A medicina, guiada pelos avanços da biologia molecular e celular, passou a se importar mais com a separação das partes que compõe todo o sistema biológico do homem, principalmente a partir da descoberta da relação entre bactéria e enfermidade por Louis Pasteur. Aí se mostra a influência cartesiana em se separar o corpo da mente, deslocando o eixo da investigação duma doença apenas ao seu âmbito físico, ignorando o sujeito e sua maneira de viver. Por exemplo: ao diagnosticar uma doença, os médicos logo a atribuem o problema a uma causa de ordem viral ou bacteriana, ou concluem que se trata do mau funcionamento orgânico; não se interessam tanto em compreender o lado psicológico, nem social do paciente. A doença persiste como efeito duma causa específica e não como conseqüência de distintos fatores. Saúde, na terminologia médica, significa ausência de doença. Mas outros problemas também deveriam ser inclusos nessa concepção limitada de saúde: alcoolismo, desnutrição, violência, depressão – que atualmente é levada a sério por seu grande avanço nos lares –, suicídio, ambos são doenças que afetam o caráter psicológico e social do indivíduo e consequentemente a saúde pública. E mesmo as novas máquinas sendo capazes de mostrar os causadores duma doença, nem todas as enfermidades são de ordem biológica e sim estão intrinsecamente relacionadas à alimentação, hábito de vida ou à própria imunidade do indivíduo, que muitas vezes está mais receptivo para qualquer contagio. Então está mais que certo que a “tecnologia médica é insuperável (John H)” em alguns aspectos, pois consegue diagnosticar com certa precisão os responsáveis por um sofrimento humano, ao mesmo tempo em que tal tecnologia está limitada aos mais ricos e gera altos gastos para uma nação. Enquanto poucos usufruírem de tal benefício, os avanços não serão sentidos pela população.

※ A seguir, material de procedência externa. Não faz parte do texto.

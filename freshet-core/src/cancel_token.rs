// Copyright 2026 Freshet contributors
// Licensed under the Apache License, Version 2.0
// http://www.apache.org/licenses/LICENSE-2.0

//! Shared cancellation flag with async wake-up.

use core::future::Future;
use core::pin::Pin;
use core::sync::atomic::{AtomicBool, Ordering};
use core::task::{Context, Poll};
use event_listener::{Event, EventListener};
use std::sync::Arc;

/// A cloneable cancellation flag.
///
/// All clones share one state: calling [`cancel`](CancelToken::cancel) on any
/// of them wakes every task waiting on [`cancelled`](CancelToken::cancelled).
/// Cancellation is idempotent and permanent.
#[derive(Clone, Debug, Default)]
pub struct CancelToken {
    inner: Arc<Inner>,
}

#[derive(Debug, Default)]
struct Inner {
    cancelled: AtomicBool,
    event: Event,
}

impl CancelToken {
    /// Creates a token in the not-cancelled state.
    #[must_use]
    pub fn new() -> Self {
        Self::default()
    }

    /// Cancels the token, waking all waiters.
    pub fn cancel(&self) {
        // Release so every write before cancel() is visible to woken waiters.
        self.inner.cancelled.store(true, Ordering::Release);
        self.inner.event.notify(usize::MAX);
    }

    /// Non-blocking check.
    #[must_use]
    pub fn is_cancelled(&self) -> bool {
        self.inner.cancelled.load(Ordering::Acquire)
    }

    /// Resolves once the token is cancelled; immediately if it already is.
    pub fn cancelled(&self) -> Cancelled<'_> {
        Cancelled {
            token: self,
            listener: None,
        }
    }
}

/// Future returned by [`CancelToken::cancelled`].
pub struct Cancelled<'a> {
    token: &'a CancelToken,
    listener: Option<EventListener>,
}

impl Future for Cancelled<'_> {
    type Output = ();

    fn poll(mut self: Pin<&mut Self>, cx: &mut Context<'_>) -> Poll<()> {
        if self.token.is_cancelled() {
            return Poll::Ready(());
        }

        if self.listener.is_none() {
            self.listener = Some(self.token.inner.event.listen());
            // Re-check: cancel() may have fired between the first check and
            // listen(), in which case no notification will come.
            if self.token.is_cancelled() {
                return Poll::Ready(());
            }
        }

        match Pin::new(self.listener.as_mut().expect("listener just set")).poll(cx) {
            Poll::Ready(()) => Poll::Ready(()),
            Poll::Pending => Poll::Pending,
        }
    }
}

#[cfg(test)]
mod tests {
    use super::CancelToken;

    #[test]
    fn cancel_is_idempotent() {
        let token = CancelToken::new();
        assert!(!token.is_cancelled());
        token.cancel();
        token.cancel();
        assert!(token.is_cancelled());
    }

    #[tokio::test]
    async fn wakes_waiters_across_clones() {
        let token = CancelToken::new();
        let waiter = token.clone();
        let task = tokio::spawn(async move { waiter.cancelled().await });
        token.cancel();
        task.await.unwrap();
    }

    #[tokio::test]
    async fn already_cancelled_resolves_immediately() {
        let token = CancelToken::new();
        token.cancel();
        token.cancelled().await;
    }
}
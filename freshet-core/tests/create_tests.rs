mod common;

use common::{Event, Recorder};
use freshet_core::{
    AnySubscriber, CancelHandle, Completion, Create, Demand, Guarded, Never, Publisher,
    Subscriber,
};
use std::sync::atomic::{AtomicBool, AtomicU32, Ordering};
use std::sync::Arc;

#[test]
fn factory_runs_only_after_first_positive_request() {
    let started = Arc::new(AtomicBool::new(false));
    let flag = started.clone();
    let publisher = Create::<i32, Never>::new(move |_subscriber| {
        flag.store(true, Ordering::SeqCst);
        CancelHandle::noop()
    });

    let recorder = Recorder::<i32, Never>::with_demand(Demand::none(), Demand::none());
    publisher.subscribe(recorder.clone());

    assert!(recorder.has_subscription());
    assert!(!started.load(Ordering::SeqCst));

    recorder.request(Demand::max(1));
    assert!(started.load(Ordering::SeqCst));
}

#[test]
fn repeated_requests_start_the_factory_once() {
    let starts = Arc::new(AtomicU32::new(0));
    let counter = starts.clone();
    let publisher = Create::<i32, Never>::new(move |_subscriber| {
        counter.fetch_add(1, Ordering::SeqCst);
        CancelHandle::noop()
    });

    let recorder = Recorder::<i32, Never>::unlimited();
    publisher.subscribe(recorder.clone());
    recorder.request(Demand::max(3));
    recorder.request(Demand::Unlimited);

    assert_eq!(starts.load(Ordering::SeqCst), 1);
}

#[test]
fn delivers_values_and_exactly_one_terminal() {
    let publisher = Create::<i32, Never>::new(|subscriber| {
        subscriber.receive(1);
        subscriber.receive(2);
        subscriber.receive_completion(Completion::Finished);
        // Anything after the terminal must be swallowed.
        subscriber.receive(3);
        subscriber.receive_completion(Completion::Finished);
        CancelHandle::noop()
    });

    let recorder = Recorder::<i32, Never>::unlimited();
    publisher.subscribe(recorder.clone());

    assert_eq!(
        recorder.events(),
        vec![
            Event::Value(1),
            Event::Value(2),
            Event::Completion(Completion::Finished),
        ]
    );
}

#[test]
fn cancel_runs_the_handle_exactly_once_and_stops_delivery() {
    let cancelled = Arc::new(AtomicU32::new(0));
    let retained: Arc<Guarded<Option<AnySubscriber<i32, Never>>>> = Arc::new(Guarded::new(None));

    let counter = cancelled.clone();
    let stash = retained.clone();
    let publisher = Create::<i32, Never>::new(move |subscriber| {
        stash.with_lock(|slot| *slot = Some(subscriber));
        let counter = counter.clone();
        CancelHandle::new(move || {
            counter.fetch_add(1, Ordering::SeqCst);
        })
    });

    let recorder = Recorder::<i32, Never>::unlimited();
    publisher.subscribe(recorder.clone());

    let driver = retained.cloned().expect("factory ran");
    driver.receive(1);

    recorder.cancel();
    recorder.cancel();
    assert_eq!(cancelled.load(Ordering::SeqCst), 1);

    // Emissions from the still-running factory work go nowhere.
    assert_eq!(driver.receive(2), Demand::none());
    assert_eq!(recorder.values(), vec![1]);
    assert_eq!(recorder.completion_count(), 0);
}

#[test]
fn releasing_the_subscription_runs_the_handle() {
    let cancelled = Arc::new(AtomicU32::new(0));
    let counter = cancelled.clone();
    let publisher = Create::<i32, Never>::new(move |_subscriber| {
        let counter = counter.clone();
        CancelHandle::new(move || {
            counter.fetch_add(1, Ordering::SeqCst);
        })
    });

    let recorder = Recorder::<i32, Never>::unlimited();
    publisher.subscribe(recorder.clone());
    assert_eq!(cancelled.load(Ordering::SeqCst), 0);

    recorder.release_subscription();
    assert_eq!(cancelled.load(Ordering::SeqCst), 1);
}

#[test]
fn terminal_from_factory_releases_the_handle() {
    let cancelled = Arc::new(AtomicU32::new(0));
    let counter = cancelled.clone();
    let publisher = Create::<i32, Never>::new(move |subscriber| {
        subscriber.receive_completion(Completion::Finished);
        let counter = counter.clone();
        CancelHandle::new(move || {
            counter.fetch_add(1, Ordering::SeqCst);
        })
    });

    let recorder = Recorder::<i32, Never>::unlimited();
    publisher.subscribe(recorder.clone());

    assert_eq!(recorder.completion_count(), 1);
    assert_eq!(cancelled.load(Ordering::SeqCst), 1);
}
// Copyright 2026 Freshet contributors
// Licensed under the Apache License, Version 2.0
// http://www.apache.org/licenses/LICENSE-2.0

//! # freshet-test-utils
//!
//! Test doubles and assertion helpers for the freshet workspace: a
//! recording [`TestConsumer`] with configurable demand, an
//! [`ImmediateScheduler`] that makes thread-confined sinks deterministic,
//! and async polling helpers.

#![allow(clippy::multiple_crate_versions)]

pub mod helpers;
pub mod immediate_scheduler;
pub mod test_consumer;

pub use self::helpers::{assert_stable, wait_until};
pub use self::immediate_scheduler::ImmediateScheduler;
pub use self::test_consumer::{TestConsumer, TestEvent};
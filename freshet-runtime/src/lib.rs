// Copyright 2026 Freshet contributors
// Licensed under the Apache License, Version 2.0
// http://www.apache.org/licenses/LICENSE-2.0

//! # freshet-runtime
//!
//! Thread confinement for freshet streams.
//!
//! A [`RunLoop`] owns a dedicated OS thread driving a current-thread tokio
//! runtime. The two schedulers derived from it share one policy - run inline
//! when already on the run-loop thread, hand off otherwise - and differ only
//! in whether the caller waits:
//!
//! - [`ConfinedScheduler`] posts the task and returns immediately.
//! - [`SyncConfinedScheduler`] blocks the caller until the task has run,
//!   returning its result.
//!
//! Delayed one-shot and repeating work goes through the run loop's timers,
//! which delegate to `tokio::time` and are cancellable via [`TimerHandle`].
//! Scheduling anything after the run loop has shut down is a safe no-op.

#![allow(clippy::multiple_crate_versions)]

pub mod confined;
pub mod run_loop;
pub mod scheduler;
pub mod timer;

pub use self::confined::{ConfinedScheduler, SyncConfinedScheduler};
pub use self::run_loop::RunLoop;
pub use self::scheduler::Scheduler;
pub use self::timer::TimerHandle;
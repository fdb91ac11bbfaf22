// Copyright 2026 Freshet contributors
// Licensed under the Apache License, Version 2.0
// http://www.apache.org/licenses/LICENSE-2.0

//! The lock primitive every other component of the core shares.
//!
//! [`parking_lot::Mutex`] provides the non-reentrant, spinlock-class fast
//! path the core relies on: almost every guarded section is an O(1) field
//! read or write. There is no poisoning; a panic inside a guarded section is
//! a programmer error, and the lock is simply released on unwind.

pub use parking_lot::Mutex;

/// A value whose every access is serialized through a mutex.
///
/// All mutation of cross-thread shared state in this crate goes through
/// `Guarded::with_lock`. The closure runs with the lock held and must not
/// call back into anything that acquires the same `Guarded` - the underlying
/// mutex is not reentrant.
#[derive(Debug, Default)]
pub struct Guarded<T> {
    inner: Mutex<T>,
}

impl<T> Guarded<T> {
    /// Wraps `value` behind a fresh mutex.
    pub const fn new(value: T) -> Self {
        Self {
            inner: Mutex::new(value),
        }
    }

    /// Acquires the lock, runs `action` on the value, releases the lock.
    ///
    /// The lock is released even if `action` panics, and the panic
    /// propagates.
    pub fn with_lock<R>(&self, action: impl FnOnce(&mut T) -> R) -> R {
        let mut guard = self.inner.lock();
        action(&mut guard)
    }

    /// Consumes the wrapper, returning the inner value.
    pub fn into_inner(self) -> T {
        self.inner.into_inner()
    }
}

impl<T: Clone> Guarded<T> {
    /// Clones the current value under the lock.
    pub fn cloned(&self) -> T {
        self.with_lock(|v| v.clone())
    }
}

#[cfg(test)]
mod tests {
    use super::Guarded;
    use std::sync::Arc;
    use std::thread;

    #[test]
    fn serializes_concurrent_mutation() {
        let counter = Arc::new(Guarded::new(0u64));
        let mut handles = Vec::new();
        for _ in 0..8 {
            let counter = counter.clone();
            handles.push(thread::spawn(move || {
                for _ in 0..1000 {
                    counter.with_lock(|n| *n += 1);
                }
            }));
        }
        for handle in handles {
            handle.join().unwrap();
        }
        assert_eq!(counter.with_lock(|n| *n), 8000);
    }

    #[test]
    fn releases_lock_on_panic() {
        let value = Arc::new(Guarded::new(1));
        let panicking = value.clone();
        let result = thread::spawn(move || {
            panicking.with_lock(|_| panic!("inside guarded section"));
        })
        .join();
        assert!(result.is_err());
        // The lock must be free again.
        assert_eq!(value.with_lock(|v| *v), 1);
    }
}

É irônico observar o progresso nas áreas da química, biologia, medicina e perceber que nem todos os espectadores serão inclusos nos resultados poderia estr em Londres fazendo um tratamento caríssimo para evitar a perda de cabelo, enquanto outros dez mil estariam se arrastando na penúria, cheio de verminoses, desnutridos e sem nenhuma assistência. Assistimos fascinados todos os avanços proporcionados pela ciência e pela tecnologia, e reconhecemos horrorizados que eles não mudam a triste realidade dos excluídos. O progresso foi apenas no lado material, servindo para aumentar o orgulho do homem envaidecido em sua capacidade criativa e construtiva. Resta saber se a questão é apenas de ordem econômica, pois cada avanço é acompanhado por muito dinheiro e esse deve ser recuperado, pelo menos assim o quer quem se propunha a evoluir seu arsenal de pesquisas médico-hospitalar. Se o dinheiro não tivesse importância, todos poderiam avançar em sua tecnologia e distribuí-la gratuitamente a quem realmente necessita de auxílio.
Aqui me limitei a relatar os avanços mais notórios da ciência relacionando-os a sua respectiva aceitação na sociedade. No próximo texto farei uma reflexão crítica sobre qual é a intenção do homem em sua crescente utilização científica e os seus possíveis efeitos para o futuro do mundo.